In the listing, find every line that has the string "action" and copy it.

● ● ●

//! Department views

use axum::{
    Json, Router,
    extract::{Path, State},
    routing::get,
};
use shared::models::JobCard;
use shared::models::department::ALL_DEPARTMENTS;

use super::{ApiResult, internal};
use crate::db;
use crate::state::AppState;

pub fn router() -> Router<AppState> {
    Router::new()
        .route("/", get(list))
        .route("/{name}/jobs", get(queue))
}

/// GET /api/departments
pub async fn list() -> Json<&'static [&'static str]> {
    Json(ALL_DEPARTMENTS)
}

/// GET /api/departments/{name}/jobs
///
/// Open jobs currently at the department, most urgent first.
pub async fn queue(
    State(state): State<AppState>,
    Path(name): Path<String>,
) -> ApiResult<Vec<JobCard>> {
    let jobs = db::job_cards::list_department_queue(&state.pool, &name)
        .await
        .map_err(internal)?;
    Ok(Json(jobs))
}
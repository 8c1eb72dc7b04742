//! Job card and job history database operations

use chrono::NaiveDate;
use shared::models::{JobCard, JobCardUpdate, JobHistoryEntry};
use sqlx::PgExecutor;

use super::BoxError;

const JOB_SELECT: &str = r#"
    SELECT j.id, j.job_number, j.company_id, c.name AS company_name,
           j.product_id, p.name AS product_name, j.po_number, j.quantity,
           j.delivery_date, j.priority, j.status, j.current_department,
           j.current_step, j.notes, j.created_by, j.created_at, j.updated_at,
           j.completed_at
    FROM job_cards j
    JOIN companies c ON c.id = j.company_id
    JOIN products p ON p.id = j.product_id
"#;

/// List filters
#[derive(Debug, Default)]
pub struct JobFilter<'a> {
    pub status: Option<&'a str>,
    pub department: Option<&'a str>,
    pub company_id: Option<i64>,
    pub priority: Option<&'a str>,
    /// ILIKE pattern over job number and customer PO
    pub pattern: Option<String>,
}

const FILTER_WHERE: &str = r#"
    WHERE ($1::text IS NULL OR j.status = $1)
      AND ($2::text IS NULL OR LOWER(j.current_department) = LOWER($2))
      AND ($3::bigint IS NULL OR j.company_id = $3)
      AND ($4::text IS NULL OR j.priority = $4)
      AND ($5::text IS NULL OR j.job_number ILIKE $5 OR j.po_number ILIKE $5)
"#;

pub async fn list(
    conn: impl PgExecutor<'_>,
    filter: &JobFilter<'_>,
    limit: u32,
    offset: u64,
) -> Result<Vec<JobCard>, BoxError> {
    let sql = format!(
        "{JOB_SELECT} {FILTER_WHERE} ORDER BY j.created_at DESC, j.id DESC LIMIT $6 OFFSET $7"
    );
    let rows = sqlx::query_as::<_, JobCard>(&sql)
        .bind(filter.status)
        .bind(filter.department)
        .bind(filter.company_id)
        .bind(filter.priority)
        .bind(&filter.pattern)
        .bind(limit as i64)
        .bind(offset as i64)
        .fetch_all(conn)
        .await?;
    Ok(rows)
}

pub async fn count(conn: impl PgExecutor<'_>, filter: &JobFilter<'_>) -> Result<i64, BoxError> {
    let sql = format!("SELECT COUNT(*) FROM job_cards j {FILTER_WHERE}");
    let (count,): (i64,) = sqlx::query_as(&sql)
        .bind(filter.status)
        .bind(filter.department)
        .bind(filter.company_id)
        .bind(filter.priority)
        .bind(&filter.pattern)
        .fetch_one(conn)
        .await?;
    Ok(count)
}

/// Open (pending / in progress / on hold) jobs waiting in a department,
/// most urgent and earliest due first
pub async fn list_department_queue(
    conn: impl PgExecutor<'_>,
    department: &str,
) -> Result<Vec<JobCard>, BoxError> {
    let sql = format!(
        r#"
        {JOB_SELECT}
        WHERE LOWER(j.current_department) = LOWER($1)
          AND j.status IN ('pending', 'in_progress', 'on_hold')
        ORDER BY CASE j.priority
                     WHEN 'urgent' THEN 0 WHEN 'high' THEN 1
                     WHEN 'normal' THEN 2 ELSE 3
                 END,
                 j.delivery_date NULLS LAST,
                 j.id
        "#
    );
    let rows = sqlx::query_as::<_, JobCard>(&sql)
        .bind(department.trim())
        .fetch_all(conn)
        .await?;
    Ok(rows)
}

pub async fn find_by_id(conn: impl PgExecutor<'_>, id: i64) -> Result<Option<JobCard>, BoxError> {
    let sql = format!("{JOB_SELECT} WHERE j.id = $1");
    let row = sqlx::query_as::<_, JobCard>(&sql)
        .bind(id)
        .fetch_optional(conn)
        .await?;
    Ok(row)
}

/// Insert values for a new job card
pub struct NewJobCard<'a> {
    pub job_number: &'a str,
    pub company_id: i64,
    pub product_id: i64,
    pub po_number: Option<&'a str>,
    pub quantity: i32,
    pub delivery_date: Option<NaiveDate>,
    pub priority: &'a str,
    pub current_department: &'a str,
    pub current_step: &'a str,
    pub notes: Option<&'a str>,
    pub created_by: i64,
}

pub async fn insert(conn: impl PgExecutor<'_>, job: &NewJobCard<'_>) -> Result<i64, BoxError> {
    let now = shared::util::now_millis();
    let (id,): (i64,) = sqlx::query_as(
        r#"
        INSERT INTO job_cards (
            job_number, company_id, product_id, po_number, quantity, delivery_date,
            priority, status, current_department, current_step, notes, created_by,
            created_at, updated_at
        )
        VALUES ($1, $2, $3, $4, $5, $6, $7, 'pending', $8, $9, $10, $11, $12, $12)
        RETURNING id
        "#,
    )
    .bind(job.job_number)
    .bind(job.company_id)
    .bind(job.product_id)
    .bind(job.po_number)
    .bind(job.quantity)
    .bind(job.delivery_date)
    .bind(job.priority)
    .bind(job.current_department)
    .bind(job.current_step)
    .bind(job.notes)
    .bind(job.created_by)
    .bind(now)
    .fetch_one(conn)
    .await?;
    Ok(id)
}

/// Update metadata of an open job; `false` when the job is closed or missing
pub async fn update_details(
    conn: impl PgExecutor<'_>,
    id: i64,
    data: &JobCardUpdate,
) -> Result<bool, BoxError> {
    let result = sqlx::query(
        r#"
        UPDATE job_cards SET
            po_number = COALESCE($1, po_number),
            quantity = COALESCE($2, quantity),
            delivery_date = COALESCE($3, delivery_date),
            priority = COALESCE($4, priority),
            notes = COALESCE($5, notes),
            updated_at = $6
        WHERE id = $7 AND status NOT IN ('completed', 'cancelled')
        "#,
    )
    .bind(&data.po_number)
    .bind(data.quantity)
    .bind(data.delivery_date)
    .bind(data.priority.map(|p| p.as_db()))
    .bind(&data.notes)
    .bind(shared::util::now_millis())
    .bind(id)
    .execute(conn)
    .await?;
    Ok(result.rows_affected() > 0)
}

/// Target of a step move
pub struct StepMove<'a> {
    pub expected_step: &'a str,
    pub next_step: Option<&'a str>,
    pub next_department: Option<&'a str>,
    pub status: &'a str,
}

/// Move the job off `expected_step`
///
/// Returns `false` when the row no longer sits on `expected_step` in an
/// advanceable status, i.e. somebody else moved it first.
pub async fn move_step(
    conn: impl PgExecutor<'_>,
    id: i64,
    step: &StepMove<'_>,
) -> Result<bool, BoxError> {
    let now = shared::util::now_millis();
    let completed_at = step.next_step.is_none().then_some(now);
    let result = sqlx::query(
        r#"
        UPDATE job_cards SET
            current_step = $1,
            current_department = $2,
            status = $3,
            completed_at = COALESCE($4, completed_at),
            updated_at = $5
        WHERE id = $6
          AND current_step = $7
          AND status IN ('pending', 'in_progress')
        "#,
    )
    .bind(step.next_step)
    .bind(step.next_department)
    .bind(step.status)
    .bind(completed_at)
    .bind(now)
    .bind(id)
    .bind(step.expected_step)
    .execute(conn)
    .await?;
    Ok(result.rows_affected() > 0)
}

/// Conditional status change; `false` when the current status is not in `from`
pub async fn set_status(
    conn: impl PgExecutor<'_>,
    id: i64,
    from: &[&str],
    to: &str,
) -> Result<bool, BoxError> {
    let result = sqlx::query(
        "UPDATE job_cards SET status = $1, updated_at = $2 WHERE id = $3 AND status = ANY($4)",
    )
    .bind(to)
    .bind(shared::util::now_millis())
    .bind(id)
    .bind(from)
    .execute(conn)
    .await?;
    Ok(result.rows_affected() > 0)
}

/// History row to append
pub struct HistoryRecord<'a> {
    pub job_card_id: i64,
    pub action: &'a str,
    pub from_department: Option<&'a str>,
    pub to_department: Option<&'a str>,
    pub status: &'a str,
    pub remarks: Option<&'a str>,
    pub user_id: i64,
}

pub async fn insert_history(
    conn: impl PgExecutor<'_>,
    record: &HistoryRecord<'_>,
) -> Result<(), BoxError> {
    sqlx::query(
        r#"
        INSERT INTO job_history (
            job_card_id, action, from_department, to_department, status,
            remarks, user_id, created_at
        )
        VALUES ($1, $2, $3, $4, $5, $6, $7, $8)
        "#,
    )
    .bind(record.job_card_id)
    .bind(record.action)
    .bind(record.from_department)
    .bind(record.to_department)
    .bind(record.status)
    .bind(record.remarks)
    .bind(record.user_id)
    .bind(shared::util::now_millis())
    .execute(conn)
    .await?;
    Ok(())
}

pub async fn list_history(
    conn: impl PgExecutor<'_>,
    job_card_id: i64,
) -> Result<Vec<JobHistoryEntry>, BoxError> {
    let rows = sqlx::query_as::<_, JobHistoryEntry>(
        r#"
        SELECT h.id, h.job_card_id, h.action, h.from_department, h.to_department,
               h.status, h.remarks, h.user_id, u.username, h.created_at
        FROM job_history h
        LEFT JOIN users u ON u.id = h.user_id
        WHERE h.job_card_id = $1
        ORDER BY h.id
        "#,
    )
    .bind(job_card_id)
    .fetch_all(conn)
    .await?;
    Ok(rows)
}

● ● ●

• THE ANSWER
    pub action: &'a str,
            job_card_id, action, from_department, to_department, status,
    .bind(record.action)
        SELECT h.id, h.job_card_id, h.action, h.from_department, h.to_department,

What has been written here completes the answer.